Problem to work on:
Only lines holding the word "slot" should be copied from the material.

Study material:
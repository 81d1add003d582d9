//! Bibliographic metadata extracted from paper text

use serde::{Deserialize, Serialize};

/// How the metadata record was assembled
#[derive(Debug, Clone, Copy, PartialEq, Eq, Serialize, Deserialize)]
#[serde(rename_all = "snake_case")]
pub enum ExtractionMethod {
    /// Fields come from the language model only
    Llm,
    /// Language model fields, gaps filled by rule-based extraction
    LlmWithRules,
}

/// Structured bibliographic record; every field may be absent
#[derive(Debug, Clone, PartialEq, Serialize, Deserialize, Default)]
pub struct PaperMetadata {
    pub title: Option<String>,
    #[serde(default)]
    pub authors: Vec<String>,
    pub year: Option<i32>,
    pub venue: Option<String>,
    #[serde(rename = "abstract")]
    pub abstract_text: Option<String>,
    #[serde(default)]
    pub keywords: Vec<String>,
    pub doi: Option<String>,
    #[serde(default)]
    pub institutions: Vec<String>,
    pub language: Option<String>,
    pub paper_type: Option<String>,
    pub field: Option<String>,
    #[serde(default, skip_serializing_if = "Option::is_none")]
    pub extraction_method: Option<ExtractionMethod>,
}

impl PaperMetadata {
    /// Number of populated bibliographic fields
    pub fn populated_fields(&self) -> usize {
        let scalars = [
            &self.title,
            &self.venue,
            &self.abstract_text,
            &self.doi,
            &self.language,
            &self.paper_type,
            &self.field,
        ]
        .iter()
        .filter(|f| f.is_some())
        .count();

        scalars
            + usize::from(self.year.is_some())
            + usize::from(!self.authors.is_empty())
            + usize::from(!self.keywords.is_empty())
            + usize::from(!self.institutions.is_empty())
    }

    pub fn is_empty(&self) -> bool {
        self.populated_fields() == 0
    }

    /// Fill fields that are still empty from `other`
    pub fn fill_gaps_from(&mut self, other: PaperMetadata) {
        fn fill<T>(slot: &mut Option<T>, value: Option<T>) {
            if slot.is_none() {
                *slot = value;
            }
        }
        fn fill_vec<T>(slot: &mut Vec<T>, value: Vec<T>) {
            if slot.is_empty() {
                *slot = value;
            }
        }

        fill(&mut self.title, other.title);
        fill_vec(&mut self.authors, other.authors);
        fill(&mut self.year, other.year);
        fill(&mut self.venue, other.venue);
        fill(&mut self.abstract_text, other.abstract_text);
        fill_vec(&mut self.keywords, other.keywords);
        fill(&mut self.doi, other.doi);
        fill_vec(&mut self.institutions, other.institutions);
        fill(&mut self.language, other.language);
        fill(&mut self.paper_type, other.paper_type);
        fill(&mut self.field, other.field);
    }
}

==

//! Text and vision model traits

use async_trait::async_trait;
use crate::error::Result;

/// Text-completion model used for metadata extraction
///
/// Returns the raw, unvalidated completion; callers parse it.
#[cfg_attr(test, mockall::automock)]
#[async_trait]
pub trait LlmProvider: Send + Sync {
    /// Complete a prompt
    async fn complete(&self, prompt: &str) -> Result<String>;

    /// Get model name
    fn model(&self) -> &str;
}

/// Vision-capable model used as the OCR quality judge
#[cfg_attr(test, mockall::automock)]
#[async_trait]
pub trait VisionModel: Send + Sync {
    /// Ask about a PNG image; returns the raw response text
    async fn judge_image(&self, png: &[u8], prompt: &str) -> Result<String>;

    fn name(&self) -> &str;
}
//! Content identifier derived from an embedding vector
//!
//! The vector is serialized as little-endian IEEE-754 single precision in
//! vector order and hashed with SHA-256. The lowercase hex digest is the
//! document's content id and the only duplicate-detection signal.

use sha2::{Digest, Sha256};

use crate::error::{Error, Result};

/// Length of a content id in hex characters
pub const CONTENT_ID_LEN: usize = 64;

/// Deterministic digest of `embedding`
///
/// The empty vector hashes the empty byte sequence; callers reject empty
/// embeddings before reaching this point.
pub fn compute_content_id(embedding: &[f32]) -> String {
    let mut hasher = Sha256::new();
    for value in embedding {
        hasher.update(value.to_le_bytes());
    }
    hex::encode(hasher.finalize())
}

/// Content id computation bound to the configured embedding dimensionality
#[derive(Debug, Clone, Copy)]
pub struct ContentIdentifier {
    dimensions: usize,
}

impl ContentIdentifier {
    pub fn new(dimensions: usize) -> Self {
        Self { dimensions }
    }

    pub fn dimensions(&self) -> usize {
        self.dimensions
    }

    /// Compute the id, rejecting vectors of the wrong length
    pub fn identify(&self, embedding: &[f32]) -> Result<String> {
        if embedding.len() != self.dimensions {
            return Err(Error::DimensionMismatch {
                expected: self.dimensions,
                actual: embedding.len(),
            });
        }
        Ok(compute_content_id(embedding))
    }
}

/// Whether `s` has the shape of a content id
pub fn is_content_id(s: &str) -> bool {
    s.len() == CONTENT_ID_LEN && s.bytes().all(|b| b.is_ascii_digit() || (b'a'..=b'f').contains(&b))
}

Result for this exercise:
        fn fill<T>(slot: &mut Option<T>, value: Option<T>) {
            if slot.is_none() {
                *slot = value;
        fn fill_vec<T>(slot: &mut Vec<T>, value: Vec<T>) {
            if slot.is_empty() {
                *slot = value;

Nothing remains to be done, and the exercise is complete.